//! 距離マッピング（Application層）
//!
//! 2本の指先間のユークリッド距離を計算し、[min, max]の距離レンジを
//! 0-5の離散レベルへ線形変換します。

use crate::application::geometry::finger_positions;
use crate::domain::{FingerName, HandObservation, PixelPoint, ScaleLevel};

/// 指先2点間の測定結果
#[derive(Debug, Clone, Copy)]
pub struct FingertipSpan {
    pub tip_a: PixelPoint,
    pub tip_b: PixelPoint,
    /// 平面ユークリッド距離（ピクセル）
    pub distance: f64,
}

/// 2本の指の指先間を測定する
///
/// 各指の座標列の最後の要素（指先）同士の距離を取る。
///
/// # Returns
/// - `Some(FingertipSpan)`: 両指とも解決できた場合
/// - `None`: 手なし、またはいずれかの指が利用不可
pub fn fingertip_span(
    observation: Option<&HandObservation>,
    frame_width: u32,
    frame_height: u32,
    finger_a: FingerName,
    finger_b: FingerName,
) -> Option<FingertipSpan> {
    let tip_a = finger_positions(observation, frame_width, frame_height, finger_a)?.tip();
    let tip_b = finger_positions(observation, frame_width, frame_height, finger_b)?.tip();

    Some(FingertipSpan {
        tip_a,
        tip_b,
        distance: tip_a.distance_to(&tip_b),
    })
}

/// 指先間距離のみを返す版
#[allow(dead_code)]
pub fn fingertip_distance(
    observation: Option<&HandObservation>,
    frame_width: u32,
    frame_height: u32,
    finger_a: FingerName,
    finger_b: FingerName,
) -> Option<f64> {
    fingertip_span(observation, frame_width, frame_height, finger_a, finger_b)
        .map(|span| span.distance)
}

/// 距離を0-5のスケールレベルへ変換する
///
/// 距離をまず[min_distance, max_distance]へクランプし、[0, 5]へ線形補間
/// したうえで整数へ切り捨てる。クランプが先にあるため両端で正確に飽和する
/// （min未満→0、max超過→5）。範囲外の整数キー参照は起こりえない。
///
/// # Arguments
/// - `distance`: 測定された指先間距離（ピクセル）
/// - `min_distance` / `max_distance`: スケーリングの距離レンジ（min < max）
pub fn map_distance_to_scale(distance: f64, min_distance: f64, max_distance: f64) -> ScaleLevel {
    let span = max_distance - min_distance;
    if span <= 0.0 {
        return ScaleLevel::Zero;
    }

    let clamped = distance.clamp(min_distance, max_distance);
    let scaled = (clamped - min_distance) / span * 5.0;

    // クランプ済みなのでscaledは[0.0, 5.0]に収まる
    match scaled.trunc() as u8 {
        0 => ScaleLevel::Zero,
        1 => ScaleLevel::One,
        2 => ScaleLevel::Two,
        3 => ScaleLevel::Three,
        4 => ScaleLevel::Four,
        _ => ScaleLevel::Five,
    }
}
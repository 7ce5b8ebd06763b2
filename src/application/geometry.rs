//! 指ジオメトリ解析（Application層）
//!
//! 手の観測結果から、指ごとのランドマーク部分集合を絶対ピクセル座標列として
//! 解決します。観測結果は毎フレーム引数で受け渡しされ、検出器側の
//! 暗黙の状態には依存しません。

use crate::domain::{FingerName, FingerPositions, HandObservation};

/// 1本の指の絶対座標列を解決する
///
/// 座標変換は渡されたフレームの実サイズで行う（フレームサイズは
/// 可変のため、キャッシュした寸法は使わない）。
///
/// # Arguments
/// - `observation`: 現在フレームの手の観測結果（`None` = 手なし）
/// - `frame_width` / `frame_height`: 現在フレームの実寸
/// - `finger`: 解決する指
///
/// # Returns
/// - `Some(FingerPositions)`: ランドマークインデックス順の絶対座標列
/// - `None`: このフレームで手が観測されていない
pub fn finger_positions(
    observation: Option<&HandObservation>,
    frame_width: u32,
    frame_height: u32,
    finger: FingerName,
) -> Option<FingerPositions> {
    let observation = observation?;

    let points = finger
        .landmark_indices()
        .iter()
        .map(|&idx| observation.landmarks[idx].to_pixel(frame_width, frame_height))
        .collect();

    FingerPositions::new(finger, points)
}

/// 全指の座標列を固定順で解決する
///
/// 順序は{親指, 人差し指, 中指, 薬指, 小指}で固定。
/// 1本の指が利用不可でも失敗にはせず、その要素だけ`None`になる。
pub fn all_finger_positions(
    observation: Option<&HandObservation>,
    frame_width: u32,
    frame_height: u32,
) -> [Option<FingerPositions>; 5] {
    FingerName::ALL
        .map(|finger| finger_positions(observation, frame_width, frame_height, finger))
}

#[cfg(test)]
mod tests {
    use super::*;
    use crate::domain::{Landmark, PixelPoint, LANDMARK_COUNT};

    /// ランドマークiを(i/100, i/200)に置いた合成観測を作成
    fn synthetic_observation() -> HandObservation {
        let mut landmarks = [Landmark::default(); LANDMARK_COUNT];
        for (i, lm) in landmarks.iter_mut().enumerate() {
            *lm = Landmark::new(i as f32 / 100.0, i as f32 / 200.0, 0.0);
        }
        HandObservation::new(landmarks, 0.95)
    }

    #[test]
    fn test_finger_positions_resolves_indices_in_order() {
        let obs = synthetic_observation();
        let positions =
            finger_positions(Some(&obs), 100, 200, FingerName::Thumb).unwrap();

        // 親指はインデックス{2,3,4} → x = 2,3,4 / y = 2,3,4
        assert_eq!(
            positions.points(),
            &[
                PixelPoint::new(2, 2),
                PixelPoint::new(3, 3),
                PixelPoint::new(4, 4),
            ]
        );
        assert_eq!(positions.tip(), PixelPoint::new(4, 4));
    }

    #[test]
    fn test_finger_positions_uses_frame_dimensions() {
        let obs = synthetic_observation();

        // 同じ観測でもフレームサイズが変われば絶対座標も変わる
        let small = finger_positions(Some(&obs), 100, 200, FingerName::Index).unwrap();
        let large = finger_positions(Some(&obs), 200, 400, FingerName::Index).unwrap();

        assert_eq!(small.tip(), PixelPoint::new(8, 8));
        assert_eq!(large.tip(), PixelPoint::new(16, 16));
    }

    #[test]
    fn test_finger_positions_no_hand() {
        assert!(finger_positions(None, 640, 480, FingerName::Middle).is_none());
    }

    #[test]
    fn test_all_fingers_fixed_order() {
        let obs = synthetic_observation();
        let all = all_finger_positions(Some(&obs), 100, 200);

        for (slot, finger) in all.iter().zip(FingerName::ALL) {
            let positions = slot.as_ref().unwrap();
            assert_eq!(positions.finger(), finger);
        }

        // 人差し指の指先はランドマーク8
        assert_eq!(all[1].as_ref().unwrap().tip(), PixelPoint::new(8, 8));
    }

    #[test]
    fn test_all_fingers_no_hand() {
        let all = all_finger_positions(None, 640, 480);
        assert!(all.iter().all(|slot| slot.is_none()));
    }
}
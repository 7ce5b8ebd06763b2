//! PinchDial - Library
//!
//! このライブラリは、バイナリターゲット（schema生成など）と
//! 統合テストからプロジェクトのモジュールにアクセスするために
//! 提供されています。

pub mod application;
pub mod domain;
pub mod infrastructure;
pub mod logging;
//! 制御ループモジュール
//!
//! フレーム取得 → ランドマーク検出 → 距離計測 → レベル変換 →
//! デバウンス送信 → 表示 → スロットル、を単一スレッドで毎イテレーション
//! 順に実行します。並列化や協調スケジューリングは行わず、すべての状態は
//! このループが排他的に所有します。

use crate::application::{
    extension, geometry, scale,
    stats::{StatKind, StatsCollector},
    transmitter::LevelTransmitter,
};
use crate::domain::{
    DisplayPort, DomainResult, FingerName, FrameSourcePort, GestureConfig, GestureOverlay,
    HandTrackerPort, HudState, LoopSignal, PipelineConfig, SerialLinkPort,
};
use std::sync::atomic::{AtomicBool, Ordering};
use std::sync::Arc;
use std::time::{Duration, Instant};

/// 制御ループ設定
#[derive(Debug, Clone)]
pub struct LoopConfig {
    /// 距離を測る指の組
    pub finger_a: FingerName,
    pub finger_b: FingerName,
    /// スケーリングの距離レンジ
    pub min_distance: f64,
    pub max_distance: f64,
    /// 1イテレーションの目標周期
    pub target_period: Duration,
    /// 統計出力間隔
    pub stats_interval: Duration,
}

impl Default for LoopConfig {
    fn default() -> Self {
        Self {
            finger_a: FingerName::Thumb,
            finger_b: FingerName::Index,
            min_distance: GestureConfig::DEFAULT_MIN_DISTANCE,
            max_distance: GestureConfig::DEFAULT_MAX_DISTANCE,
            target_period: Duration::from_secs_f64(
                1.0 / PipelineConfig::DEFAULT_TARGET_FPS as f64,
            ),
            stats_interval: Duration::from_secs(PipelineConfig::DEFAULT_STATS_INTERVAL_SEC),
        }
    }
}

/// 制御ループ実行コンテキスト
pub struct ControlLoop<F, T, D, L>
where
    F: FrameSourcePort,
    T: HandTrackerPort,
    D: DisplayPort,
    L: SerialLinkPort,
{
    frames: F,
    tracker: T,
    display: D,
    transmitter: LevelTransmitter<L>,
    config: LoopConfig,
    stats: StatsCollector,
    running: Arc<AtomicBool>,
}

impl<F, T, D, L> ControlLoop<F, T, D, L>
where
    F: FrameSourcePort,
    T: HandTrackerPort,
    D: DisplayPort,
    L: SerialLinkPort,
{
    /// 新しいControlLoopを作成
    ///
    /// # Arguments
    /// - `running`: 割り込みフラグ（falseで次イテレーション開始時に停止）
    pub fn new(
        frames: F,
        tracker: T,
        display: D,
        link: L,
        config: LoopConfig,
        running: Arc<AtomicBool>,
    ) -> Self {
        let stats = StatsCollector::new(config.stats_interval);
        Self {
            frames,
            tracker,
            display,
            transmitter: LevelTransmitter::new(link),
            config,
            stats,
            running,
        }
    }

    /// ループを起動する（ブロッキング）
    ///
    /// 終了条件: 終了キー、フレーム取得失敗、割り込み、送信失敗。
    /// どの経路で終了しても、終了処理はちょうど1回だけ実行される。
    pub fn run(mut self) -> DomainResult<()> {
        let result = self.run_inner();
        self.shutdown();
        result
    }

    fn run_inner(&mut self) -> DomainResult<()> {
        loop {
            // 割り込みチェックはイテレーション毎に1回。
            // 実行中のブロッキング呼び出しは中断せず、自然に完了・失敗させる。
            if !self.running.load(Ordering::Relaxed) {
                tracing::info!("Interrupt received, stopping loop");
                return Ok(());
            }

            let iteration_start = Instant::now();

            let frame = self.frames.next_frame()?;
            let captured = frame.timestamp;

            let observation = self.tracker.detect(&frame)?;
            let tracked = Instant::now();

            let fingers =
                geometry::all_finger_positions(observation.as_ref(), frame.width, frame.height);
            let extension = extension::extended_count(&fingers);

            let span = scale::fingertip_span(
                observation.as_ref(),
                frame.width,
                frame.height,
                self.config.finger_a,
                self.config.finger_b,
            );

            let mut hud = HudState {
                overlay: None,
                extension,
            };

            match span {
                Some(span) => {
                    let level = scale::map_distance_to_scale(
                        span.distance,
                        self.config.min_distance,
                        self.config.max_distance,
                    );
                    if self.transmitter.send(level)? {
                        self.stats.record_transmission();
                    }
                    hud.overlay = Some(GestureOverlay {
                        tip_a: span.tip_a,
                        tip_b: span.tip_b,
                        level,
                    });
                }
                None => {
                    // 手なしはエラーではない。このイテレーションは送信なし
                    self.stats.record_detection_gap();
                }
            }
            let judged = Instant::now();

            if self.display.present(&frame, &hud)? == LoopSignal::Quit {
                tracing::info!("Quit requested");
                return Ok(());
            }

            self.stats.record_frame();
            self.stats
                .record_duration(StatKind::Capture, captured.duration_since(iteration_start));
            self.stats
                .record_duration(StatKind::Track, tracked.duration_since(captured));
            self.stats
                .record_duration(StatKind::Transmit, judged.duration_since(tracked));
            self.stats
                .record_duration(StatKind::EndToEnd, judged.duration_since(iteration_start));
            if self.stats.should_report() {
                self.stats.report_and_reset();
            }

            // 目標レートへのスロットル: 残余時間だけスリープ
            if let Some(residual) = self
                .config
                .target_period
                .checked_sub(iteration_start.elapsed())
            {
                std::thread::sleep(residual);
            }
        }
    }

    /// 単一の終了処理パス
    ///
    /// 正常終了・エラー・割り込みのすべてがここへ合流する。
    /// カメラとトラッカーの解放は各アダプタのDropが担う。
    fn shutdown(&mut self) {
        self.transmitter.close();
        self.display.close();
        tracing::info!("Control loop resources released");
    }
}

━━━━━━━━━━━━━━━━━━━━

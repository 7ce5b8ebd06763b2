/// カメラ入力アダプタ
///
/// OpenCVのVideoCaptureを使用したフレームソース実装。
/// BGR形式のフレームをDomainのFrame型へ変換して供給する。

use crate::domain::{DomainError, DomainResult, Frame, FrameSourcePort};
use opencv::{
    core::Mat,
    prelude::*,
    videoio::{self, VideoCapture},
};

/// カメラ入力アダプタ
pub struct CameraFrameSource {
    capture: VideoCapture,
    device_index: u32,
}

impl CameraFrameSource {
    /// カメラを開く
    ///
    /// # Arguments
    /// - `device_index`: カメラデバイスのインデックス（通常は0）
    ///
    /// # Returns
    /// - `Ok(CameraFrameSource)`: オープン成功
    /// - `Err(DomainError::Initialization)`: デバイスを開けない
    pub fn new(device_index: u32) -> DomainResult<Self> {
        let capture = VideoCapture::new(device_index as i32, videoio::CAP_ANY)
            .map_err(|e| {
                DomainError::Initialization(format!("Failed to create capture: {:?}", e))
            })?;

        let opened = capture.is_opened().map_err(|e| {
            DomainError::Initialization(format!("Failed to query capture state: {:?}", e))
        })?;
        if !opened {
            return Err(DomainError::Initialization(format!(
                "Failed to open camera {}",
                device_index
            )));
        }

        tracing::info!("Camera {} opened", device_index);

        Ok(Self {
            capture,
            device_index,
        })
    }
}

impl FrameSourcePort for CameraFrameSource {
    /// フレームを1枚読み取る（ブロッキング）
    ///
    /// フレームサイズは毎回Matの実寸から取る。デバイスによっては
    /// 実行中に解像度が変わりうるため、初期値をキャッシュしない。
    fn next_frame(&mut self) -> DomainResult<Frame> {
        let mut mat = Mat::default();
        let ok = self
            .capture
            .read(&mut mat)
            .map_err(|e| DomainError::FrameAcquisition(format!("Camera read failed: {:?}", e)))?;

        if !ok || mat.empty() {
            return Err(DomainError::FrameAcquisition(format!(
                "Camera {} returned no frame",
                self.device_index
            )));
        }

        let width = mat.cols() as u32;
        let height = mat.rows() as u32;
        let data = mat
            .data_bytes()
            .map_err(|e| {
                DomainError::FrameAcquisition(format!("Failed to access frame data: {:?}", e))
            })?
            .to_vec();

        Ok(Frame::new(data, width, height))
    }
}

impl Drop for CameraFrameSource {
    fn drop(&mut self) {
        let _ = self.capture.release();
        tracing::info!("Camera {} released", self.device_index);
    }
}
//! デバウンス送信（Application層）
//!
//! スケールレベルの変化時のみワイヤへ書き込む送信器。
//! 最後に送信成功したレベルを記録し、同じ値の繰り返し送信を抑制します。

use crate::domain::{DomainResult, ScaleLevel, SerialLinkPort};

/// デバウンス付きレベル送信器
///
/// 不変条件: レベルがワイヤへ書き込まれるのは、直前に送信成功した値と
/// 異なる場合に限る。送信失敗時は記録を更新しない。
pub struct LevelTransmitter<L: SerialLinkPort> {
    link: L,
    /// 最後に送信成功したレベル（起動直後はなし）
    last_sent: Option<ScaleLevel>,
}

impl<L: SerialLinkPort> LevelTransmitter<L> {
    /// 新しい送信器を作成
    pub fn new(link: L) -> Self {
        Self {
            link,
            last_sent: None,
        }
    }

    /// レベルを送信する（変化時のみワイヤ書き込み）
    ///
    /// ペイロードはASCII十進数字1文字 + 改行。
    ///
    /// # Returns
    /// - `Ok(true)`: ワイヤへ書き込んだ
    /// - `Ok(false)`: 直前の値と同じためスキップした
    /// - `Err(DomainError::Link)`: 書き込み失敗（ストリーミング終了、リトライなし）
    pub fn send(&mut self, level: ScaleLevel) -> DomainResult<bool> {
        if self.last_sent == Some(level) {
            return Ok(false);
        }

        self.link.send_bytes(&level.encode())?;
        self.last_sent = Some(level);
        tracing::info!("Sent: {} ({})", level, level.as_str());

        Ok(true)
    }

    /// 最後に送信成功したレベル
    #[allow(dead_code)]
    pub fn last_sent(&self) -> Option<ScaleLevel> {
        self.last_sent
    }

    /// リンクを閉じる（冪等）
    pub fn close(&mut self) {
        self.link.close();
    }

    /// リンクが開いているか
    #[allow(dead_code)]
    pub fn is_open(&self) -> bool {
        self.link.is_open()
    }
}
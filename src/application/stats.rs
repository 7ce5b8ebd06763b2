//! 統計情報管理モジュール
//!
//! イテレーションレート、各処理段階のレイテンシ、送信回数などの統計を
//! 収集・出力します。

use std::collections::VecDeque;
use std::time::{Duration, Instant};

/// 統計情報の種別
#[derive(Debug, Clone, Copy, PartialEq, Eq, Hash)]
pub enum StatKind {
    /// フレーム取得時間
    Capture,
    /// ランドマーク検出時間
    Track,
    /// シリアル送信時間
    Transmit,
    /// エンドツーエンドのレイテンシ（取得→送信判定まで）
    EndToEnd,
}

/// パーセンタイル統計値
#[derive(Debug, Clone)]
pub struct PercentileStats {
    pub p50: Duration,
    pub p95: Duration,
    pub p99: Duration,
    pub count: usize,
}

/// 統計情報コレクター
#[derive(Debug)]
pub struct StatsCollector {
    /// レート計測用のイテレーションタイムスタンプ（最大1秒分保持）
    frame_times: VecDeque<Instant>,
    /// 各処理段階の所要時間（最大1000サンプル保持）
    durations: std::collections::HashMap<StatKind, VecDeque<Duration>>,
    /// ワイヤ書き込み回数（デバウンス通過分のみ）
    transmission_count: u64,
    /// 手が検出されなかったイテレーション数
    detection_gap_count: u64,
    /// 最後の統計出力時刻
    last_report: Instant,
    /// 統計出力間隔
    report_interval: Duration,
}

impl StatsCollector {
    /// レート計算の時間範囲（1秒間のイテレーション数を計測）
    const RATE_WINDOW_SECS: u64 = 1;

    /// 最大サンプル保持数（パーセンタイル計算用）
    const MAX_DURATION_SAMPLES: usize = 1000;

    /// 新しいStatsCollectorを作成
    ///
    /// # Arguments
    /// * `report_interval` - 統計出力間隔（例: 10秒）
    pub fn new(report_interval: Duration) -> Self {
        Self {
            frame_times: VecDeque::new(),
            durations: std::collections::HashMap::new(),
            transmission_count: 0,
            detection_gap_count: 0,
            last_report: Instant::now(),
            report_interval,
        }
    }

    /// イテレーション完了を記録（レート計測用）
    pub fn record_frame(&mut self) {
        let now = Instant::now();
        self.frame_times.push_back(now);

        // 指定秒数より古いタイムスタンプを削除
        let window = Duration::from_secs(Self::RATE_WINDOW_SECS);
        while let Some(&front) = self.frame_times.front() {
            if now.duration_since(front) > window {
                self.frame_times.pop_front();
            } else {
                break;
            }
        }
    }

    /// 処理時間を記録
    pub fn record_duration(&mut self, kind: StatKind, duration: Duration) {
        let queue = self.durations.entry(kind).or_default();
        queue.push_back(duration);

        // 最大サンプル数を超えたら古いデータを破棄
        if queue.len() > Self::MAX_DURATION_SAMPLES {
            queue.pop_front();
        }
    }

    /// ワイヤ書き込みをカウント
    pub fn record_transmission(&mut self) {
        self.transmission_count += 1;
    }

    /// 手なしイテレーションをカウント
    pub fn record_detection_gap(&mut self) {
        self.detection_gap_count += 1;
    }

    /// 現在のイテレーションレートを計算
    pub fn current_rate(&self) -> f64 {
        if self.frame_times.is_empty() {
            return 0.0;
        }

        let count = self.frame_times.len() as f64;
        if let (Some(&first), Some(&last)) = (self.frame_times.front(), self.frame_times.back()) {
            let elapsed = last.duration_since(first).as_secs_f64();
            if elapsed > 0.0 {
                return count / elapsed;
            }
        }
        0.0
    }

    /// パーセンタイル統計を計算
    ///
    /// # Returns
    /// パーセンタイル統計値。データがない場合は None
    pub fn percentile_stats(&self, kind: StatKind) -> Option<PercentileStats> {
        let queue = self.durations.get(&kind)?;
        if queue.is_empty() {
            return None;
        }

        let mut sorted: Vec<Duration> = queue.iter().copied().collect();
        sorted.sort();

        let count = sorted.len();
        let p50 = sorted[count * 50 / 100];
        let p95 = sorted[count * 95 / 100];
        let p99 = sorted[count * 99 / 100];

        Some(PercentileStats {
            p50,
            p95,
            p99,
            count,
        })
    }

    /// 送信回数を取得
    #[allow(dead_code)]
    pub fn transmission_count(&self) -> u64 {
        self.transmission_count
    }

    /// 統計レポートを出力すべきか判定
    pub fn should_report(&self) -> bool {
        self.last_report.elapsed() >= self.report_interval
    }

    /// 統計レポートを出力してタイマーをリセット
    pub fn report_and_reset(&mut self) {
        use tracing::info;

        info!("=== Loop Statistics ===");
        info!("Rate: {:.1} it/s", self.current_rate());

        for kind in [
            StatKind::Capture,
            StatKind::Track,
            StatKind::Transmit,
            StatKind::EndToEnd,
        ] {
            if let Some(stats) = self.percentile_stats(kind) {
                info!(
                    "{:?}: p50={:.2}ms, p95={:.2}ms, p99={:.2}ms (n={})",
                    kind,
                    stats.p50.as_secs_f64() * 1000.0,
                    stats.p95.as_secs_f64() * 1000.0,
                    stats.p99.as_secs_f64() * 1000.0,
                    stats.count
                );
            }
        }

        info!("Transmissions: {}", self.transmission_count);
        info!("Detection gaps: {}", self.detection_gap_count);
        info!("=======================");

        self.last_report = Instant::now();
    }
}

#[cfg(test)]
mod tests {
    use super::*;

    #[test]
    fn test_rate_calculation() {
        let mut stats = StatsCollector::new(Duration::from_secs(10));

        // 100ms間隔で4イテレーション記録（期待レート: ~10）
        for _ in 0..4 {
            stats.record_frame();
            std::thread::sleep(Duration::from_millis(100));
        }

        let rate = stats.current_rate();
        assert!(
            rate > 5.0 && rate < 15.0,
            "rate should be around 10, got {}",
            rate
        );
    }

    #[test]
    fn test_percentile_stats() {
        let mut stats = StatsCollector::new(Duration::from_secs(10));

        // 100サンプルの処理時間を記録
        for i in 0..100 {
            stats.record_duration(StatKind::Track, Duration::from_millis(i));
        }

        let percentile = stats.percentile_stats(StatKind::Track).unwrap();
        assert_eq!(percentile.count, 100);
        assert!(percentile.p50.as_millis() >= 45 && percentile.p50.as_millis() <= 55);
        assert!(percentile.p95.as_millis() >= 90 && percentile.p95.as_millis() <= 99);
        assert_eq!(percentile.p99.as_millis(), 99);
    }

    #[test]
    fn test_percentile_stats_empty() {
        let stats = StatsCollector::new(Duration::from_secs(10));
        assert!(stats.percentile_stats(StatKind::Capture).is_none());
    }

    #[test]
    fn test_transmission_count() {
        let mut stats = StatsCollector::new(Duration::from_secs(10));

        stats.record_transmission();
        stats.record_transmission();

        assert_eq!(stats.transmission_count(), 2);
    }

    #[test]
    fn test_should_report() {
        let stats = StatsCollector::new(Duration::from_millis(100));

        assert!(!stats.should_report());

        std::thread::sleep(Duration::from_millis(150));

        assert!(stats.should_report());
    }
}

━━━━━━━━━━━━━━━━━━━━

Tell how many lines in the data hold the string "EndToEnd". Only the number is wanted.

(RESPONSE FOR THIS EXERCISE) 3